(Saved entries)
//! Working mesh preparation.
//!
//! Before any field is solved the input surface is normalized into a unit
//! bounding box, refined until no edge is longer than a fraction of the
//! target quad size, and annotated with the per-vertex data every later
//! stage reads: angle-weighted normals, dual areas, sharp edges and the
//! feature constraints derived from them.
//!
//! The normalization is recorded so extracted quads can be mapped back to
//! the input's coordinate frame.

use std::collections::BTreeMap;

use nalgebra::{Point3, Vector3};

use crate::config::Config;
use crate::error::{QuadError, Result};
use crate::mesh::{build_surface, dedge_prev, FaceId, SurfaceMesh, VertexId, INVALID};

use super::hierarchy::Constraint;

/// Refinement passes are capped; each pass halves every edge it touches.
const MAX_SPLIT_PASSES: usize = 64;

/// Two feature edges turning by more than this (cosine) make a corner.
const CORNER_TURN_COS: f64 = 0.5;

/// Affine map between input coordinates and the unit working frame.
#[derive(Debug, Clone, Copy, PartialEq)]
pub struct Normalization {
    /// Bounding-box center of the input.
    pub center: Vector3<f64>,
    /// Largest bounding-box extent of the input.
    pub scale: f64,
}

impl Normalization {
    /// Map an input point into the working frame.
    #[inline]
    pub fn apply(&self, p: &Point3<f64>) -> Point3<f64> {
        Point3::from((p.coords - self.center) / self.scale)
    }

    /// Map a working-frame point back to input coordinates.
    #[inline]
    pub fn restore(&self, p: &Point3<f64>) -> Point3<f64> {
        Point3::from(p.coords * self.scale + self.center)
    }
}

/// The normalized, refined surface that all fields live on.
#[derive(Debug, Clone)]
pub struct WorkingMesh {
    /// Normalized and refined triangle mesh.
    pub mesh: SurfaceMesh,
    /// Angle-weighted unit vertex normals.
    pub normals: Vec<Vector3<f64>>,
    /// Unit face normals.
    pub face_normals: Vec<Vector3<f64>>,
    /// Face areas.
    pub face_areas: Vec<f64>,
    /// Barycentric dual area of every vertex.
    pub areas: Vec<f64>,
    /// Per directed edge: whether the edge is a feature (sharp or boundary).
    pub sharp: Vec<bool>,
    /// Per vertex feature constraint.
    pub constraints: Vec<Constraint>,
    /// Uniform target edge length in the working frame.
    pub scale: f64,
    /// Requested number of output quads.
    pub target_faces: usize,
    /// Average undirected edge length after refinement.
    pub average_edge_length: f64,
    /// Map back to input coordinates.
    pub normalization: Normalization,
}

impl WorkingMesh {
    /// Whether vertex `v` carries a feature constraint.
    #[inline]
    pub fn is_feature(&self, v: usize) -> bool {
        !matches!(self.constraints[v], Constraint::Free)
    }

    /// Number of undirected feature edges.
    pub fn num_sharp_edges(&self) -> usize {
        let twins = self.mesh.twins();
        (0..self.sharp.len())
            .filter(|&e| self.sharp[e] && (twins[e] == INVALID || e < twins[e]))
            .count()
    }

    /// Feature segments incident to vertex `v`, as working-frame endpoints.
    pub fn sharp_segments_at(&self, v: usize) -> Vec<(Vector3<f64>, Vector3<f64>)> {
        let mesh = &self.mesh;
        let mut segments = Vec::new();
        for e in mesh.vertex_edges(VertexId::new(v)) {
            let e = e.index();
            if self.sharp[e] {
                segments.push(self.segment(e));
            }
            // The incoming edge of the same face covers the closing boundary edge.
            let p = dedge_prev(e);
            if self.sharp[p] && mesh.twins()[p] == INVALID {
                segments.push(self.segment(p));
            }
        }
        segments
    }

    fn segment(&self, e: usize) -> (Vector3<f64>, Vector3<f64>) {
        let positions = self.mesh.positions();
        (
            positions[self.mesh.dedge_from(e)].coords,
            positions[self.mesh.dedge_to(e)].coords,
        )
    }
}

/// Build the working mesh for a remeshing run.
///
/// # Errors
/// Returns [`QuadError::Hierarchy`] when the input has no extent or a vertex
/// normal cannot be determined, and any error of the mesh builder when the
/// refined surface cannot be rebuilt.
pub fn prepare(input: &SurfaceMesh, config: &Config) -> Result<WorkingMesh> {
    let (min, max) = input.bounding_box().ok_or(QuadError::EmptyMesh)?;
    let extent = max - min;
    let scale = extent.x.max(extent.y).max(extent.z);
    if !(scale > 0.0 && scale.is_finite()) {
        return Err(QuadError::Hierarchy(
            "input has zero spatial extent".to_string(),
        ));
    }
    let normalization = Normalization {
        center: (min.coords + max.coords) * 0.5,
        scale,
    };

    let vertices: Vec<Point3<f64>> = input
        .positions()
        .iter()
        .map(|p| normalization.apply(p))
        .collect();
    let mut faces = input.triangles().to_vec();

    let target_faces = config.target_faces.unwrap_or(input.num_vertices()).max(1);
    let area: f64 = faces
        .iter()
        .map(|f| triangle_area(&vertices, f))
        .sum();
    let target_len = (area / target_faces as f64).sqrt();

    let normalized = build_surface(&vertices, &faces)?;
    let average = normalized.average_edge_length();
    let max_len = (target_len * 0.5).min(average * 2.0);

    let mut vertices = vertices;
    let splits = split_long_edges(&mut vertices, &mut faces, max_len);
    let mesh = if splits > 0 {
        log::debug!("split {} edges longer than {:.5}", splits, max_len);
        build_surface(&vertices, &faces)?
    } else {
        normalized
    };

    let face_normals: Vec<Vector3<f64>> = mesh
        .face_ids()
        .map(|f| face_normal_or_zero(&mesh, f))
        .collect();
    let face_areas: Vec<f64> = mesh.face_ids().map(|f| mesh.face_area(f)).collect();
    let normals = vertex_normals(&mesh)?;
    let areas = dual_areas(&mesh, &face_areas);
    let sharp = detect_sharp_edges(&mesh, &face_normals, config);
    let constraints = feature_constraints(&mesh, &sharp);

    let working = WorkingMesh {
        average_edge_length: mesh.average_edge_length(),
        mesh,
        normals,
        face_normals,
        face_areas,
        areas,
        sharp,
        constraints,
        scale: target_len,
        target_faces,
        normalization,
    };
    log::debug!(
        "working mesh: {} vertices, {} faces, {} feature edges, scale {:.5}",
        working.mesh.num_vertices(),
        working.mesh.num_faces(),
        working.num_sharp_edges(),
        working.scale
    );
    Ok(working)
}

fn triangle_area(vertices: &[Point3<f64>], f: &[usize; 3]) -> f64 {
    let [a, b, c] = [vertices[f[0]], vertices[f[1]], vertices[f[2]]];
    0.5 * (b - a).cross(&(c - a)).norm()
}

fn face_normal_or_zero(mesh: &SurfaceMesh, f: FaceId) -> Vector3<f64> {
    let [p0, p1, p2] = mesh.face_positions(f);
    (p1 - p0)
        .cross(&(p2 - p0))
        .try_normalize(1e-20)
        .unwrap_or_else(Vector3::zeros)
}

/// Bisect edges longer than `max_len` until none remain.
///
/// Each pass splits the longest edges first; a face is split at most once per
/// pass so every split sees the current connectivity. Both triangles of an
/// interior edge are split, so the result stays conforming.
fn split_long_edges(
    vertices: &mut Vec<Point3<f64>>,
    faces: &mut Vec<[usize; 3]>,
    max_len: f64,
) -> usize {
    let max_sq = max_len * max_len;
    let mut total = 0;

    for _ in 0..MAX_SPLIT_PASSES {
        let mut edge_faces: BTreeMap<(usize, usize), Vec<usize>> = BTreeMap::new();
        for (f, tri) in faces.iter().enumerate() {
            for k in 0..3 {
                let (a, b) = (tri[k], tri[(k + 1) % 3]);
                edge_faces.entry((a.min(b), a.max(b))).or_default().push(f);
            }
        }

        let mut candidates: Vec<(f64, (usize, usize))> = edge_faces
            .keys()
            .map(|&(a, b)| ((vertices[a] - vertices[b]).norm_squared(), (a, b)))
            .filter(|&(len_sq, _)| len_sq > max_sq)
            .collect();
        if candidates.is_empty() {
            break;
        }
        candidates.sort_by(|x, y| y.0.total_cmp(&x.0).then(x.1.cmp(&y.1)));

        let mut touched = vec![false; faces.len()];
        let mut splits = 0;
        for (_, (a, b)) in candidates {
            let adjacent = &edge_faces[&(a, b)];
            if adjacent.iter().any(|&f| touched[f]) {
                continue;
            }
            let m = vertices.len();
            vertices.push(Point3::from((vertices[a].coords + vertices[b].coords) * 0.5));
            for &f in adjacent {
                let tri = faces[f];
                // Rotate so the split edge is the first one.
                let k = (0..3)
                    .find(|&k| {
                        let (x, y) = (tri[k], tri[(k + 1) % 3]);
                        (x == a && y == b) || (x == b && y == a)
                    })
                    .unwrap_or(0);
                let (x, y, z) = (tri[k], tri[(k + 1) % 3], tri[(k + 2) % 3]);
                faces[f] = [x, m, z];
                faces.push([m, y, z]);
                touched[f] = true;
            }
            splits += 1;
        }
        total += splits;
    }
    total
}

/// Angle-weighted vertex normals.
fn vertex_normals(mesh: &SurfaceMesh) -> Result<Vec<Vector3<f64>>> {
    let positions = mesh.positions();
    let mut normals = vec![Vector3::zeros(); mesh.num_vertices()];
    for tri in mesh.triangles() {
        let [a, b, c] = [positions[tri[0]], positions[tri[1]], positions[tri[2]]];
        let Some(n) = (b - a).cross(&(c - a)).try_normalize(1e-20) else {
            continue;
        };
        for k in 0..3 {
            let p = positions[tri[k]];
            let u = positions[tri[(k + 1) % 3]] - p;
            let w = positions[tri[(k + 2) % 3]] - p;
            let angle = u.angle(&w);
            if angle.is_finite() {
                normals[tri[k]] += n * angle;
            }
        }
    }
    normals
        .into_iter()
        .enumerate()
        .map(|(v, n)| {
            n.try_normalize(1e-20).ok_or_else(|| {
                QuadError::Hierarchy(format!("vertex {} has no well-defined normal", v))
            })
        })
        .collect()
}

/// One third of every incident face area.
fn dual_areas(mesh: &SurfaceMesh, face_areas: &[f64]) -> Vec<f64> {
    let mut areas = vec![0.0; mesh.num_vertices()];
    for (tri, &a) in mesh.triangles().iter().zip(face_areas) {
        for &v in tri {
            areas[v] += a / 3.0;
        }
    }
    areas
}

/// Mark feature edges on both directed halves.
///
/// Boundary edges are always features; interior edges are features when
/// sharp-feature preservation is on and their dihedral angle exceeds the
/// configured threshold.
fn detect_sharp_edges(
    mesh: &SurfaceMesh,
    face_normals: &[Vector3<f64>],
    config: &Config,
) -> Vec<bool> {
    let twins = mesh.twins();
    let cos_threshold = config.sharp_angle_degrees.to_radians().cos();
    let mut sharp = vec![false; mesh.num_dedges()];
    for e in 0..mesh.num_dedges() {
        let t = twins[e];
        if t == INVALID {
            sharp[e] = true;
        } else if config.preserve_sharp && e < t {
            let dot = face_normals[e / 3].dot(&face_normals[t / 3]);
            if dot < cos_threshold {
                sharp[e] = true;
                sharp[t] = true;
            }
        }
    }
    sharp
}

/// Derive per-vertex constraints from the feature edges around each vertex.
///
/// Two nearly collinear feature edges make the vertex slide along their
/// line; any other count, or a sharp turn, pins it as a corner.
fn feature_constraints(mesh: &SurfaceMesh, sharp: &[bool]) -> Vec<Constraint> {
    let twins = mesh.twins();
    let positions = mesh.positions();
    let mut feature_neighbors: Vec<Vec<usize>> = vec![Vec::new(); mesh.num_vertices()];
    for e in 0..mesh.num_dedges() {
        let t = twins[e];
        if sharp[e] && (t == INVALID || e < t) {
            let (a, b) = (mesh.dedge_from(e), mesh.dedge_to(e));
            feature_neighbors[a].push(b);
            feature_neighbors[b].push(a);
        }
    }

    feature_neighbors
        .iter()
        .enumerate()
        .map(|(v, nbrs)| {
            let p = positions[v].coords;
            match nbrs.as_slice() {
                [] => Constraint::Free,
                [a, b] => {
                    let incoming = (p - positions[*a].coords).try_normalize(1e-20);
                    let outgoing = (positions[*b].coords - p).try_normalize(1e-20);
                    match (incoming, outgoing) {
                        (Some(i), Some(o)) if i.dot(&o) > CORNER_TURN_COS => {
                            let dir = (i + o).try_normalize(1e-20).unwrap_or(i);
                            Constraint::Line { point: p, dir }
                        }
                        (_, Some(o)) => Constraint::Corner { point: p, dir: o },
                        _ => Constraint::Corner {
                            point: p,
                            dir: Vector3::x(),
                        },
                    }
                }
                [first, ..] => {
                    let dir = (positions[*first].coords - p)
                        .try_normalize(1e-20)
                        .unwrap_or_else(Vector3::x);
                    Constraint::Corner { point: p, dir }
                }
            }
        })
        .collect()
}

/// Number of edges on the boundary loop through `start`.
#[cfg(test)]
fn feature_loop_length(working: &WorkingMesh, start: usize) -> usize {
    use crate::mesh::dedge_next;

    let mut count = 0;
    let mut e = start;
    loop {
        count += 1;
        // Next boundary edge: rotate around the destination until the twin is missing.
        let mut n = dedge_next(e);
        while working.mesh.twins()[n] != INVALID {
            n = dedge_next(working.mesh.twins()[n]);
        }
        e = n;
        if e == start || count > working.mesh.num_dedges() {
            return count;
        }
    }
}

▸ Your instructions
Exactly the lines above from the one with "if sharp[e] &&" to the one with "let outgoing = (positions[*b].coords", both included, are to be quoted; leave the rest out.

▸ Output of the exercise
        if sharp[e] && (t == INVALID || e < t) {
            let (a, b) = (mesh.dedge_from(e), mesh.dedge_to(e));
            feature_neighbors[a].push(b);
            feature_neighbors[b].push(a);
        }
    }

    feature_neighbors
        .iter()
        .enumerate()
        .map(|(v, nbrs)| {
            let p = positions[v].coords;
            match nbrs.as_slice() {
                [] => Constraint::Free,
                [a, b] => {
                    let incoming = (p - positions[*a].coords).try_normalize(1e-20);
                    let outgoing = (positions[*b].coords - p).try_normalize(1e-20);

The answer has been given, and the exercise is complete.